Exercise:
Tell how many lines below include the word "impl". Only the number should appear.

(Stored items)
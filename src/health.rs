//! Startup ordering: poll a service's `ping` until it answers.

use crate::{
    config::{ServiceEntry, WaitPolicy},
    net::Transport,
    service::PING,
    stub::CallStub,
};
use std::net::SocketAddr;
use tokio::time;
use tracing::{debug, info, warn};

/// Polls `ping` on `addr` until it answers `true`.
///
/// Attempts start `policy.delay` apart. Every failure (transport, remote,
/// undecodable answer, `false`, or no answer within `policy.attempt_timeout`)
/// counts as "not ready yet". Returns `false` once `policy.max_attempts`
/// attempts have failed, so a dead or silent peer costs about
/// `max_attempts * delay` when the timeout is no longer than the delay.
pub async fn wait_startup<T: Transport>(stub: &CallStub<T>, addr: SocketAddr, policy: WaitPolicy) -> bool {
    for attempt in 1..=policy.max_attempts {
        let started = time::Instant::now();
        let ping = stub.call::<_, bool>(addr, PING, ());
        match time::timeout(policy.attempt_timeout, ping).await {
            Ok(Ok(true)) => {
                info!(%addr, attempt, "service is up");
                return true;
            }
            Ok(Ok(false)) => debug!(%addr, attempt, "service answered but is not ready"),
            Ok(Err(e)) => debug!(%addr, attempt, error = %e, "service not reachable yet"),
            Err(_) => debug!(%addr, attempt, "service did not answer in time"),
        }
        time::sleep_until(started + policy.delay).await;
    }
    warn!(%addr, attempts = policy.max_attempts, "gave up waiting for service");
    false
}

impl ServiceEntry {
    /// [`wait_startup`] against this service on the local host.
    pub async fn wait_startup<T: Transport>(&self, stub: &CallStub<T>, policy: WaitPolicy) -> bool {
        wait_startup(stub, self.addr(), policy).await
    }
}

#[cfg(test)]
mod tests {
    use super::*;
    use crate::{
        net::{mock::MockTransport, Request, Response, TransportError},
        types::Value,
    };
    use futures::future::{self, BoxFuture};
    use std::{
        sync::atomic::{AtomicUsize, Ordering},
        time::{Duration, Instant},
    };

    /// Accepts every request and never answers.
    #[derive(Default)]
    struct Silent {
        sends: AtomicUsize,
    }

    impl Transport for Silent {
        fn send(&self, _: SocketAddr, _: Request) -> BoxFuture<'_, Result<Response, TransportError>> {
            self.sends.fetch_add(1, Ordering::SeqCst);
            Box::pin(future::pending())
        }
    }

    const DELAY: Duration = Duration::from_millis(20);

    fn addr() -> SocketAddr {
        SocketAddr::from(([127, 0, 0, 1], 9000))
    }

    #[tokio::test]
    async fn gives_up_after_max_attempts() {
        let stub = CallStub::with_transport(MockTransport::refusing());
        let started = Instant::now();
        let up = wait_startup(&stub, addr(), WaitPolicy::new(3, DELAY)).await;
        let elapsed = started.elapsed();

        assert!(!up);
        assert_eq!(stub.transport().attempts(), 3);
        assert!(elapsed >= DELAY * 2, "returned too early: {elapsed:?}");
        assert!(elapsed < DELAY * 4, "returned too late: {elapsed:?}");
    }

    #[tokio::test]
    async fn unanswered_attempts_time_out() {
        let stub = CallStub::with_transport(Silent::default());
        let started = Instant::now();
        let up = wait_startup(&stub, addr(), WaitPolicy::new(3, DELAY)).await;
        let elapsed = started.elapsed();

        assert!(!up);
        assert!(elapsed >= DELAY * 2, "returned too early: {elapsed:?}");
        assert!(elapsed < DELAY * 5, "returned too late: {elapsed:?}");
        assert_eq!(stub.transport().sends.load(Ordering::SeqCst), 3);
    }

    #[tokio::test]
    async fn returns_on_first_true() {
        let stub = CallStub::with_transport(MockTransport::new(|attempt, _| {
            Ok(Response::ok(Value::from(attempt >= 2)))
        }));
        assert!(wait_startup(&stub, addr(), WaitPolicy::new(10, DELAY)).await);
        assert_eq!(stub.transport().attempts(), 2);
    }

    #[tokio::test]
    async fn every_kind_of_failure_means_not_ready() {
        let stub = CallStub::with_transport(MockTransport::new(|attempt, _| match attempt {
            1 => Err(std::io::Error::from(std::io::ErrorKind::ConnectionRefused).into()),
            2 => Ok(Response::error("still booting")),
            3 => Ok(Response::ok(Value::from("yes"))),
            _ => Ok(Response::ok(Value::from(true))),
        }));
        assert!(wait_startup(&stub, addr(), WaitPolicy::new(5, Duration::from_millis(1))).await);
        assert_eq!(stub.transport().attempts(), 4);
    }

    #[tokio::test]
    async fn zero_attempts_never_calls() {
        let stub = CallStub::with_transport(MockTransport::refusing());
        assert!(!wait_startup(&stub, addr(), WaitPolicy::new(0, DELAY)).await);
        assert_eq!(stub.transport().attempts(), 0);
    }

    #[tokio::test]
    async fn entry_polls_ping() {
        let entry = ServiceEntry::new("svc", 9123);
        let stub = CallStub::with_transport(MockTransport::new(|_, request| {
            assert_eq!(request.function, PING);
            Ok(Response::ok(Value::from(true)))
        }));
        assert!(entry.wait_startup(&stub, WaitPolicy::default()).await);
    }

    #[test]
    fn default_policy() {
        let policy = WaitPolicy::default();
        assert_eq!(policy.max_attempts, 1000);
        assert_eq!(policy.delay, Duration::from_millis(10));
        assert_eq!(policy.attempt_timeout, policy.delay);

        let patient = policy.with_attempt_timeout(Duration::from_secs(1));
        assert_eq!(patient.attempt_timeout, Duration::from_secs(1));
        assert_eq!(patient.max_attempts, 1000);
    }
}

Answer to this task:
2